Si Sex Education est aujourd'hui l'une des séries les plus populaires sur le sujet de la sexualité et des questions de genre, le programme de Laurie Nunn n'est toutefois pas parmi les premiers à traiter de ces thématiques.

D'après le spécialiste séries, Frédérick Stassart, de nombreux programmes tels que Skins, The L World, Girls ou encore Degrassi - qui a révélé le rappeur Drake - mettent en lumière ces problématiques depuis plusieurs années.

"Dans les années 90, Degrassi abordait déjà des sujets importants autant sur la sexualité que sur l’adolescence et sur qui est on est dans la société. On y parlait aussi de consentement avec des épisodes qui abordaient la question du viol, et même de la pédophilie" indique Frédérick Stassart.

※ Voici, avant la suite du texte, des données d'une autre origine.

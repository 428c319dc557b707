// Core types for the OHLCV module

use chrono::{DateTime, Utc};
use serde::{Deserialize, Serialize};
use std::fmt;

/// Supported candle resolutions
#[derive(Debug, Clone, Copy, PartialEq, Eq, Hash, Serialize, Deserialize)]
pub enum Interval {
    #[serde(rename = "1m")]
    Minute1,
    #[serde(rename = "5m")]
    Minute5,
    #[serde(rename = "15m")]
    Minute15,
    #[serde(rename = "1h")]
    Hour1,
    #[serde(rename = "4h")]
    Hour4,
    #[serde(rename = "1d")]
    Day1,
}

impl Interval {
    pub const DEFAULT: Interval = Interval::Hour1;

    /// Width of one candle in minutes
    pub fn minutes(&self) -> u32 {
        match self {
            Interval::Minute1 => 1,
            Interval::Minute5 => 5,
            Interval::Minute15 => 15,
            Interval::Hour1 => 60,
            Interval::Hour4 => 240,
            Interval::Day1 => 1440,
        }
    }

    pub fn all() -> Vec<Interval> {
        vec![
            Interval::Minute1,
            Interval::Minute5,
            Interval::Minute15,
            Interval::Hour1,
            Interval::Hour4,
            Interval::Day1,
        ]
    }

    /// Parse from string
    pub fn from_str(s: &str) -> Option<Interval> {
        match s {
            "1m" => Some(Interval::Minute1),
            "5m" => Some(Interval::Minute5),
            "15m" => Some(Interval::Minute15),
            "1h" => Some(Interval::Hour1),
            "4h" => Some(Interval::Hour4),
            "1d" => Some(Interval::Day1),
            _ => None,
        }
    }

    /// Parse from string, unknown names resolve to 1h
    pub fn from_name(s: &str) -> Interval {
        Self::from_str(s).unwrap_or(Self::DEFAULT)
    }

    pub fn as_str(&self) -> &'static str {
        match self {
            Interval::Minute1 => "1m",
            Interval::Minute5 => "5m",
            Interval::Minute15 => "15m",
            Interval::Hour1 => "1h",
            Interval::Hour4 => "4h",
            Interval::Day1 => "1d",
        }
    }
}

impl fmt::Display for Interval {
    fn fmt(&self, f: &mut fmt::Formatter<'_>) -> fmt::Result {
        write!(f, "{}", self.as_str())
    }
}

/// Aggregator input: one price at one instant
#[derive(Debug, Clone, Copy, PartialEq)]
pub struct PricePoint {
    pub timestamp: DateTime<Utc>,
    pub price: f64,
}

impl PricePoint {
    pub fn new(timestamp: DateTime<Utc>, price: f64) -> Self {
        Self { timestamp, price }
    }
}

/// One OHLCV candle, `time` is the bucket start in epoch seconds
#[derive(Debug, Clone, PartialEq, Serialize, Deserialize)]
pub struct Candle {
    pub time: i64,
    pub open: f64,
    pub high: f64,
    pub low: f64,
    pub close: f64,
    pub volume: f64,
}

impl Candle {
    /// Validates that the candle is internally consistent
    pub fn is_valid(&self) -> bool {
        self.high >= self.low
            && self.open >= self.low
            && self.open <= self.high
            && self.close >= self.low
            && self.close <= self.high
            && self.volume >= 0.0
    }
}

"Mais 'Sex Education' a un côté pionnier parce qu'elle est sur Netflix et donc elle touche un public plus large que les séries du même genre qui sont arrivées avant elle. Et aujourd'hui, elle a ouvert la voie à de plus en plus de programmes sur le sujet de la sexualité diffusés sur les plateformes: Euphoria, Normal People...", poursuit-il.

Sex Education se différencie cependant des autres séries par sa représentation "sincère" et "réaliste" des relations sexuelles, selon Romain, fan du programme. "Dans beaucoup de séries les relations sont montrées comme parfaites, comme un moment merveilleux mais dans 'Sex Education' on voit des relations qui ne se passent pas toujours très bien, on découvre que la sexualité c'est parfois compliqué quand on ne sait plus vraiment qui on est...", confie-il.

Et d'ajouter: "Sex Education montre que c'est normal que tout ne soit pas toujours parfait et heureusement. On avait besoin d'une série comme ça."